ABOUT THIS EXERCISE:
Two lines in the data below mark the range: the one with "self.b_location + self.b_velocity" and the one with "let dv = self.b_velocity". Return both, along with every line between them, exactly.

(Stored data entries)
use strike_shared::{Coordinate, CoordinateExt};

/// Below this squared relative speed the two objects are treated as moving together.
const DEGENERATE_RELATIVE_SPEED_SQ: f64 = 1e-12;

/// Relative width of the discriminant band reported as a single touch.
const TANGENT_TOLERANCE: f64 = 1e-12;

/// Two point objects moving with constant velocity.
///
/// The separation vector is affine in time, so the squared distance is the
/// quadratic `a*t^2 + b*t + c` with `a = |dv|^2`, `b = 2 dv.dp`, `c = |dp|^2`.
#[derive(Debug, Clone, Copy, PartialEq)]
pub struct RelativeObjects {
    pub a_location: Coordinate,
    pub b_location: Coordinate,
    pub a_velocity: Coordinate,
    pub b_velocity: Coordinate,
}

/// When and where two objects are closest, restricted to `t >= 0`.
#[derive(Debug, Clone, Copy, PartialEq)]
pub struct Approach {
    pub time: f64,
    pub distance: f64,
    pub locations: (Coordinate, Coordinate),
}

#[derive(Debug, Clone, Copy, PartialEq)]
pub struct Contact {
    pub time: f64,
    pub locations: (Coordinate, Coordinate),
}

/// Times at which the separation equals a given distance.
#[derive(Debug, Clone, Copy, PartialEq)]
pub enum Crossings {
    /// Always further apart than the distance.
    Never,
    /// Both crossings happened before `t = 0`.
    Passed,
    /// Already within the distance; leaves range at `exit` (infinite if never).
    Inside { exit: f64 },
    /// The paths just graze the distance at one instant.
    Touching { time: f64 },
    Ahead { enter: f64, exit: f64 },
}

impl RelativeObjects {
    /// Two stationary objects; add motion with [`with_velocities`](Self::with_velocities).
    pub fn new(a_location: Coordinate, b_location: Coordinate) -> Self {
        Self {
            a_location,
            b_location,
            a_velocity: Coordinate::ZERO,
            b_velocity: Coordinate::ZERO,
        }
    }

    pub fn with_velocities(mut self, a_velocity: Coordinate, b_velocity: Coordinate) -> Self {
        self.a_velocity = a_velocity;
        self.b_velocity = b_velocity;
        self
    }

    pub fn locations(&self, time: f64) -> (Coordinate, Coordinate) {
        (
            self.a_location + self.a_velocity * time,
            self.b_location + self.b_velocity * time,
        )
    }

    pub fn distance(&self, time: f64) -> f64 {
        let (a, b) = self.locations(time);
        a.distance_to(b)
    }

    /// Angle from object a to object b.
    pub fn angle(&self, time: f64) -> f64 {
        let (a, b) = self.locations(time);
        a.bearing_to(b)
    }

    fn quadratic(&self) -> (f64, f64, f64) {
        let dv = self.b_velocity - self.a_velocity;
        let dp = self.b_location - self.a_location;
        (dv.length_squared(), 2.0 * dv.dot(dp), dp.length_squared())
    }

    /// Closest approach in the causal future. A minimum in the past clamps to
    /// `t = 0`; equal velocities keep a constant separation, reported at `t = 0`.
    pub fn closest_approach(&self) -> Approach {
        let (a, b, _) = self.quadratic();

        let time = if a < DEGENERATE_RELATIVE_SPEED_SQ {
            0.0
        } else {
            (-b / (2.0 * a)).max(0.0)
        };

        let locations = self.locations(time);
        Approach {
            time,
            distance: locations.0.distance_to(locations.1),
            locations,
        }
    }

    pub fn times_within(&self, distance: f64) -> Crossings {
        let (a, b, c) = self.quadratic();
        let c = c - distance * distance;

        if a < DEGENERATE_RELATIVE_SPEED_SQ {
            return if c <= 0.0 {
                Crossings::Inside { exit: f64::INFINITY }
            } else {
                Crossings::Never
            };
        }

        // A tangent pass computes to a discriminant of either sign within
        // rounding of b^2, so treat that band as touching.
        let discriminant = b * b - 4.0 * a * c;
        let tangent_band = TANGENT_TOLERANCE * b * b;
        if discriminant < -tangent_band {
            return Crossings::Never;
        }

        if discriminant <= tangent_band {
            let time = -b / (2.0 * a);
            return if time >= 0.0 {
                Crossings::Touching { time }
            } else {
                Crossings::Passed
            };
        }

        // Numerically stable roots.
        let q = -0.5 * (b + b.signum() * discriminant.sqrt());
        let (r1, r2) = (q / a, c / q);
        let (enter, exit) = if r1 <= r2 { (r1, r2) } else { (r2, r1) };

        if exit < 0.0 {
            Crossings::Passed
        } else if enter < 0.0 {
            Crossings::Inside { exit }
        } else {
            Crossings::Ahead { enter, exit }
        }
    }

    /// First future moment the objects come within `distance` of each other.
    ///
    /// `None` covers never, already inside, and only-in-the-past alike: only a
    /// future entry into range is actionable.
    pub fn first_time_within(&self, distance: f64) -> Option<Contact> {
        let time = match self.times_within(distance) {
            Crossings::Ahead { enter, .. } => enter,
            Crossings::Touching { time } => time,
            Crossings::Never | Crossings::Passed | Crossings::Inside { .. } => return None,
        };

        Some(Contact {
            time,
            locations: self.locations(time),
        })
    }
}

#[cfg(test)]
mod tests {
    use super::*;
    use proptest::prelude::*;

    fn head_on() -> RelativeObjects {
        RelativeObjects::new(Coordinate::new(0.0, 0.0), Coordinate::new(100.0, 0.0))
            .with_velocities(Coordinate::new(10.0, 0.0), Coordinate::new(-10.0, 0.0))
    }

    #[test]
    fn test_head_on_closest_approach() {
        let approach = head_on().closest_approach();
        assert!((approach.time - 5.0).abs() < 1e-12);
        assert!(approach.distance.abs() < 1e-12);
        assert!((approach.locations.0.x - 50.0).abs() < 1e-12);
    }

    #[test]
    fn test_head_on_first_time_within() {
        let contact = head_on().first_time_within(20.0).unwrap();
        assert!((contact.time - 4.0).abs() < 1e-12);
        assert!((contact.locations.0.distance_to(contact.locations.1) - 20.0).abs() < 1e-9);
        assert_eq!(
            head_on().times_within(20.0),
            Crossings::Ahead { enter: 4.0, exit: 6.0 }
        );
    }

    #[test]
    fn test_receding_objects_clamp_to_now() {
        let objects = RelativeObjects::new(Coordinate::new(0.0, 0.0), Coordinate::new(10.0, 0.0))
            .with_velocities(Coordinate::ZERO, Coordinate::new(5.0, 0.0));
        let approach = objects.closest_approach();
        assert_eq!(approach.time, 0.0);
        assert!((approach.distance - 10.0).abs() < 1e-12);
        assert_eq!(objects.times_within(5.0), Crossings::Passed);
        assert!(objects.first_time_within(5.0).is_none());
    }

    #[test]
    fn test_equal_velocities_constant_separation() {
        let v = Coordinate::new(3.0, -2.0);
        let objects = RelativeObjects::new(Coordinate::new(0.0, 0.0), Coordinate::new(0.0, 7.0))
            .with_velocities(v, v);
        let approach = objects.closest_approach();
        assert_eq!(approach.time, 0.0);
        assert!((approach.distance - 7.0).abs() < 1e-12);
        assert_eq!(objects.times_within(5.0), Crossings::Never);
        assert!(matches!(
            objects.times_within(8.0),
            Crossings::Inside { exit } if exit.is_infinite()
        ));
        assert!(objects.first_time_within(8.0).is_none());
    }

    #[test]
    fn test_already_inside_is_not_a_future_event() {
        let objects = head_on();
        let later = RelativeObjects {
            a_location: objects.locations(5.0).0,
            b_location: objects.locations(5.0).1,
            ..objects
        };
        assert!(matches!(later.times_within(20.0), Crossings::Inside { .. }));
        assert!(later.first_time_within(20.0).is_none());
    }

    #[test]
    fn test_miss_never_within() {
        let objects = RelativeObjects::new(Coordinate::new(0.0, 0.0), Coordinate::new(100.0, 30.0))
            .with_velocities(Coordinate::ZERO, Coordinate::new(-10.0, 0.0));
        assert_eq!(objects.times_within(10.0), Crossings::Never);
        assert!((objects.closest_approach().distance - 30.0).abs() < 1e-9);
    }

    #[test]
    fn test_grazing_pass_touches() {
        let objects = RelativeObjects::new(Coordinate::new(0.0, 0.0), Coordinate::new(100.0, 10.0))
            .with_velocities(Coordinate::ZERO, Coordinate::new(-10.0, 0.0));
        match objects.times_within(10.0) {
            Crossings::Touching { time } => assert!((time - 10.0).abs() < 1e-9),
            other => panic!("expected a grazing contact, got {other:?}"),
        }
    }

    #[test]
    fn test_angle_between_objects() {
        let objects = RelativeObjects::new(Coordinate::new(0.0, 0.0), Coordinate::new(0.0, 10.0));
        assert!((objects.angle(0.0) - std::f64::consts::FRAC_PI_2).abs() < 1e-12);
    }

    fn coordinate(range: f64) -> impl Strategy<Value = Coordinate> {
        (-range..range, -range..range).prop_map(|(x, y)| Coordinate::new(x, y))
    }

    proptest! {
        #[test]
        fn closest_approach_is_a_future_minimum(
            a in coordinate(100.0),
            b in coordinate(100.0),
            va in coordinate(50.0),
            vb in coordinate(50.0),
            samples in proptest::collection::vec(0.0f64..20.0, 1..8),
        ) {
            let objects = RelativeObjects::new(a, b).with_velocities(va, vb);
            let approach = objects.closest_approach();
            prop_assert!(approach.time >= 0.0);
            prop_assert!(approach.distance <= objects.distance(0.0) + 1e-9);
            for t in samples {
                prop_assert!(approach.distance <= objects.distance(t) + 1e-9);
            }
        }

        #[test]
        fn first_time_within_lands_on_the_distance(
            a in coordinate(100.0),
            b in coordinate(100.0),
            va in coordinate(50.0),
            vb in coordinate(50.0),
            d in 0.1f64..50.0,
        ) {
            let objects = RelativeObjects::new(a, b).with_velocities(va, vb);
            prop_assume!((vb - va).length_squared() > 1e-3);

            let approach = objects.closest_approach();
            match objects.first_time_within(d) {
                Some(contact) => {
                    prop_assert!(contact.time >= 0.0);
                    let separation = contact.locations.0.distance_to(contact.locations.1);
                    prop_assert!((separation - d).abs() <= 1e-6 * d.max(1.0));
                }
                None => {
                    // Either never in range, or already in range at t = 0.
                    prop_assert!(approach.distance > d - 1e-9 || objects.distance(0.0) <= d + 1e-9);
                }
            }
            if approach.distance > d {
                prop_assert!(objects.first_time_within(d).is_none());
            }
        }
    }
}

YOUR SOLUTION:
            self.b_location + self.b_velocity * time,
        )
    }

    pub fn distance(&self, time: f64) -> f64 {
        let (a, b) = self.locations(time);
        a.distance_to(b)
    }

    /// Angle from object a to object b.
    pub fn angle(&self, time: f64) -> f64 {
        let (a, b) = self.locations(time);
        a.bearing_to(b)
    }

    fn quadratic(&self) -> (f64, f64, f64) {
        let dv = self.b_velocity - self.a_velocity;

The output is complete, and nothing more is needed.